* **TASK TO COMPLETE**: Please output every entry below precisely as written.

* **Extracted data entries**:

· · · ·

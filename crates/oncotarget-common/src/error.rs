use thiserror::Error;

#[derive(Debug, Error)]
pub enum OncotargetError {
    #[error("HTTP request error: {0}")]
    Http(#[from] reqwest::Error),

    #[error("Serialization error: {0}")]
    Serialization(#[from] serde_json::Error),

    #[error("YAML parse error: {0}")]
    Yaml(#[from] serde_yaml::Error),

    #[error("I/O error: {0}")]
    Io(#[from] std::io::Error),

    #[error("Configuration error: {0}")]
    Config(String),

    #[error("Security error: {0}")]
    SecurityError(String),

    #[error("Render error: {0}")]
    Render(String),

    #[error(transparent)]
    Other(#[from] anyhow::Error),
}

pub type Result<T> = std::result::Result<T, OncotargetError>;
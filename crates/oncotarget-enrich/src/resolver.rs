//! Identifier resolution seam.

use async_trait::async_trait;
use oncotarget_common::ResolutionStatus;

/// Outcome of looking a target name up in an identifier registry.
#[derive(Debug, Clone, PartialEq, Eq)]
pub enum Resolution {
    /// First matching accession.
    Found(String),
    /// The registry answered and has no match.
    NotFound,
    /// The registry could not be asked or gave an unusable answer.
    TransientError(String),
}

impl Resolution {
    pub fn accession(&self) -> Option<&str> {
        match self {
            Resolution::Found(id) => Some(id),
            _ => None,
        }
    }

    pub fn is_transient(&self) -> bool {
        matches!(self, Resolution::TransientError(_))
    }

    pub fn status(&self) -> ResolutionStatus {
        match self {
            Resolution::Found(_) => ResolutionStatus::Found,
            Resolution::NotFound => ResolutionStatus::NotFound,
            Resolution::TransientError(_) => ResolutionStatus::Unavailable,
        }
    }
}

/// Common interface for identifier registries.
#[async_trait]
pub trait IdentifierResolver: Send + Sync {
    /// Resolve a free-text target name to its primary accession.
    async fn resolve_identifier(&self, target_name: &str) -> Resolution;
}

· · · ·

* **COMPLETED TASK**:
filename crates/oncotarget-common/src/error.rs
use thiserror::Error;

#[derive(Debug, Error)]
pub enum OncotargetError {
    #[error("HTTP request error: {0}")]
    Http(#[from] reqwest::Error),

    #[error("Serialization error: {0}")]
    Serialization(#[from] serde_json::Error),

    #[error("YAML parse error: {0}")]
    Yaml(#[from] serde_yaml::Error),

    #[error("I/O error: {0}")]
    Io(#[from] std::io::Error),

    #[error("Configuration error: {0}")]
    Config(String),

    #[error("Security error: {0}")]
    SecurityError(String),

    #[error("Render error: {0}")]
    Render(String),

    #[error(transparent)]
    Other(#[from] anyhow::Error),
}

pub type Result<T> = std::result::Result<T, OncotargetError>;
filename crates/oncotarget-enrich/src/resolver.rs
//! Identifier resolution seam.

use async_trait::async_trait;
use oncotarget_common::ResolutionStatus;

/// Outcome of looking a target name up in an identifier registry.
#[derive(Debug, Clone, PartialEq, Eq)]
pub enum Resolution {
    /// First matching accession.
    Found(String),
    /// The registry answered and has no match.
    NotFound,
    /// The registry could not be asked or gave an unusable answer.
    TransientError(String),
}

impl Resolution {
    pub fn accession(&self) -> Option<&str> {
        match self {
            Resolution::Found(id) => Some(id),
            _ => None,
        }
    }

    pub fn is_transient(&self) -> bool {
        matches!(self, Resolution::TransientError(_))
    }

    pub fn status(&self) -> ResolutionStatus {
        match self {
            Resolution::Found(_) => ResolutionStatus::Found,
            Resolution::NotFound => ResolutionStatus::NotFound,
            Resolution::TransientError(_) => ResolutionStatus::Unavailable,
        }
    }
}

/// Common interface for identifier registries.
#[async_trait]
pub trait IdentifierResolver: Send + Sync {
    /// Resolve a free-text target name to its primary accession.
    async fn resolve_identifier(&self, target_name: &str) -> Resolution;
}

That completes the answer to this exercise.